Work to complete:
Return all lines below containing the word "winner".

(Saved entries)
▬▬▬▬▬▬▬▬▬▬

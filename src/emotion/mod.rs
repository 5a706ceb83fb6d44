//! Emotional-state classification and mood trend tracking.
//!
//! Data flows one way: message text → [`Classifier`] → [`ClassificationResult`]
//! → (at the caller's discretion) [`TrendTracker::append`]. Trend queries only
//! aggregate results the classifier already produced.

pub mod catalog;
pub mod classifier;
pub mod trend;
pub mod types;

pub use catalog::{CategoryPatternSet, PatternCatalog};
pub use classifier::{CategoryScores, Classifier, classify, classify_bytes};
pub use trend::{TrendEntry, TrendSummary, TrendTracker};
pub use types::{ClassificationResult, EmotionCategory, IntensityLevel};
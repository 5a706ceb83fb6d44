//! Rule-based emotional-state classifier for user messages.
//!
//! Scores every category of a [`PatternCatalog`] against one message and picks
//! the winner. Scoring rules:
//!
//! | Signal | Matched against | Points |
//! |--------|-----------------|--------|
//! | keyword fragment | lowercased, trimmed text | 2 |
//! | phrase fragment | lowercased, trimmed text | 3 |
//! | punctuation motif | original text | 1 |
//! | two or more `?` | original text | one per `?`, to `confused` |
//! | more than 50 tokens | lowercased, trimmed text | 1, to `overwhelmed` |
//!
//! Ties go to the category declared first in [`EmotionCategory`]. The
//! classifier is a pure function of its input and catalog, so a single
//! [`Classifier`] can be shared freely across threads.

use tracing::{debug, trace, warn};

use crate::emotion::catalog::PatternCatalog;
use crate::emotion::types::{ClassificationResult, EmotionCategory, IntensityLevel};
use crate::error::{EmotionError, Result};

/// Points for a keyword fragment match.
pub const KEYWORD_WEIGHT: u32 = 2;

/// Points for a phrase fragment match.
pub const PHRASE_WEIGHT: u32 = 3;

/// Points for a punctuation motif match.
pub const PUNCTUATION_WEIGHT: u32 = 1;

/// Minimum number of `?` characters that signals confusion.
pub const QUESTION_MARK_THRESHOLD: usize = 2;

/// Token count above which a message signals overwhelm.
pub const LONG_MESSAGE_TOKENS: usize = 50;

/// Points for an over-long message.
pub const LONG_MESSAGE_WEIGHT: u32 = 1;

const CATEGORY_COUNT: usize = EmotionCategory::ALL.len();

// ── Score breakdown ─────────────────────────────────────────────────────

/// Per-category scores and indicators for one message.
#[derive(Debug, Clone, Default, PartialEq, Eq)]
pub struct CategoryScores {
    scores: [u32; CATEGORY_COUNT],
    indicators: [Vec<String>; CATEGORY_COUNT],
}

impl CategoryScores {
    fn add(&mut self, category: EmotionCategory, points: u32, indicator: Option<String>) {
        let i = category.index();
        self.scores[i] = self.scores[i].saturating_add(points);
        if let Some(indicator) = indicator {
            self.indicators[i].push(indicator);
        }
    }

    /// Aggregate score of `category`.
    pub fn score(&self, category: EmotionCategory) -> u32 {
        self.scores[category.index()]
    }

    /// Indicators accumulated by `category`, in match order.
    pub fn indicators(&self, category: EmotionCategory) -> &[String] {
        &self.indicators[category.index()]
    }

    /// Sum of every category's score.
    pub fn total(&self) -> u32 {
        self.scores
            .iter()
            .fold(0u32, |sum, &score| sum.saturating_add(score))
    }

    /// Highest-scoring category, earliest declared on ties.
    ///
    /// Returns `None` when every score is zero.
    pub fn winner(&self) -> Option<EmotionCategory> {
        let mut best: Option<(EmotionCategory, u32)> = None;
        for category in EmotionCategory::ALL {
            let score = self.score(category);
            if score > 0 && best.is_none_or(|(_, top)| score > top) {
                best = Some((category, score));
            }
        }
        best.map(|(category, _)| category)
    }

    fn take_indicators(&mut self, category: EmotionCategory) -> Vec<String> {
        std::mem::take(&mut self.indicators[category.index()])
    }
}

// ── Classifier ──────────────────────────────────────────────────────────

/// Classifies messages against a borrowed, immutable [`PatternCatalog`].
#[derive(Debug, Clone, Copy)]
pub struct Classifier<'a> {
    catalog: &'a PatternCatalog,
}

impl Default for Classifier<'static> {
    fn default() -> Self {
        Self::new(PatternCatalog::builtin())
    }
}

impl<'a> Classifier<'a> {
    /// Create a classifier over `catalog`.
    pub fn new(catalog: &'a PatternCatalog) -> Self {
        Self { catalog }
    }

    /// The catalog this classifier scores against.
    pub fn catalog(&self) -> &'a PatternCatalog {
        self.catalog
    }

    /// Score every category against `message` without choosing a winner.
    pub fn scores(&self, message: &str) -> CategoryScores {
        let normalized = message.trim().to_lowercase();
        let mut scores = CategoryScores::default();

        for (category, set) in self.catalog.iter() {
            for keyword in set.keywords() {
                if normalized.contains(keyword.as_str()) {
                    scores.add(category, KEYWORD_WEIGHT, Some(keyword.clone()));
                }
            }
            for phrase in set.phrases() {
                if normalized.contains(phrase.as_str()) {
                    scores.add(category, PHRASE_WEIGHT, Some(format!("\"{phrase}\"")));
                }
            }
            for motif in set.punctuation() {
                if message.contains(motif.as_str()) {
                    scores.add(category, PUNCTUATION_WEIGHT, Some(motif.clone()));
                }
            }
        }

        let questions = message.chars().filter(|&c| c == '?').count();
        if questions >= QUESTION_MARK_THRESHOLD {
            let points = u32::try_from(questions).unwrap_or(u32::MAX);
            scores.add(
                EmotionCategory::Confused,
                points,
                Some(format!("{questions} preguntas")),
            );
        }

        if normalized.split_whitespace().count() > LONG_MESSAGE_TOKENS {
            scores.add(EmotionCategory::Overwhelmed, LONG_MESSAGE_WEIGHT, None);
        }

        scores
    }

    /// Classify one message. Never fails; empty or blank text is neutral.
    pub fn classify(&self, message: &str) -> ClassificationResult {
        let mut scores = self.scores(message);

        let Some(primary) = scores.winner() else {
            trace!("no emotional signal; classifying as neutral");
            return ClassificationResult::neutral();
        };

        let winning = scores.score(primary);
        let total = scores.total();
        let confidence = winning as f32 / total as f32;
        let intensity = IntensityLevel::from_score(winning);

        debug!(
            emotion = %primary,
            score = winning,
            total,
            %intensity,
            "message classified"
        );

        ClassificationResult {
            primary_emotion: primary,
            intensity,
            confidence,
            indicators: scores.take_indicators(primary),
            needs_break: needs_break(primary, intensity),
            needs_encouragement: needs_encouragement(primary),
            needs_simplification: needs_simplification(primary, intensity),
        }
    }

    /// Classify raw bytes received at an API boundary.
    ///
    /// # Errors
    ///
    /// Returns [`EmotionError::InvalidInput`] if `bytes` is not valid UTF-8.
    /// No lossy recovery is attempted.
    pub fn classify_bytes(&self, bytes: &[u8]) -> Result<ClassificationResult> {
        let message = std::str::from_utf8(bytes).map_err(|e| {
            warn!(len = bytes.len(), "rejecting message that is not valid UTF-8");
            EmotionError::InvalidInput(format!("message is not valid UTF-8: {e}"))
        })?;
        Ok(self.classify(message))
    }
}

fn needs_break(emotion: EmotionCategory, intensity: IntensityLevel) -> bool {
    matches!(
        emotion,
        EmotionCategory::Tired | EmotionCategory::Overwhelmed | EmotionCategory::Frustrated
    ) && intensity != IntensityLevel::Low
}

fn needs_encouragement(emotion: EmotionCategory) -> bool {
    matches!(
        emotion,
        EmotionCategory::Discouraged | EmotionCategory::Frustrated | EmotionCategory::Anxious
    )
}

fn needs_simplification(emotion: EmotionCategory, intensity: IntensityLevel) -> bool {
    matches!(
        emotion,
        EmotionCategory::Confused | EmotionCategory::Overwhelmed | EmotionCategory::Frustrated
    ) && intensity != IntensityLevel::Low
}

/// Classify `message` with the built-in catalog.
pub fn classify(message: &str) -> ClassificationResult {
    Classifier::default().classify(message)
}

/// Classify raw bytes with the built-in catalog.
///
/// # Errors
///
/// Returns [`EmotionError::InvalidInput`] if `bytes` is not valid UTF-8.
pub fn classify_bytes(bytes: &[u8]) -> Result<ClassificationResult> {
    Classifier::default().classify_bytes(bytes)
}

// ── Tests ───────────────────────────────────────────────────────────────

▬▬▬▬▬▬▬▬▬▬

Exercise result:
//! the winner. Scoring rules:
    pub fn winner(&self) -> Option<EmotionCategory> {
    /// Score every category against `message` without choosing a winner.
        let Some(primary) = scores.winner() else {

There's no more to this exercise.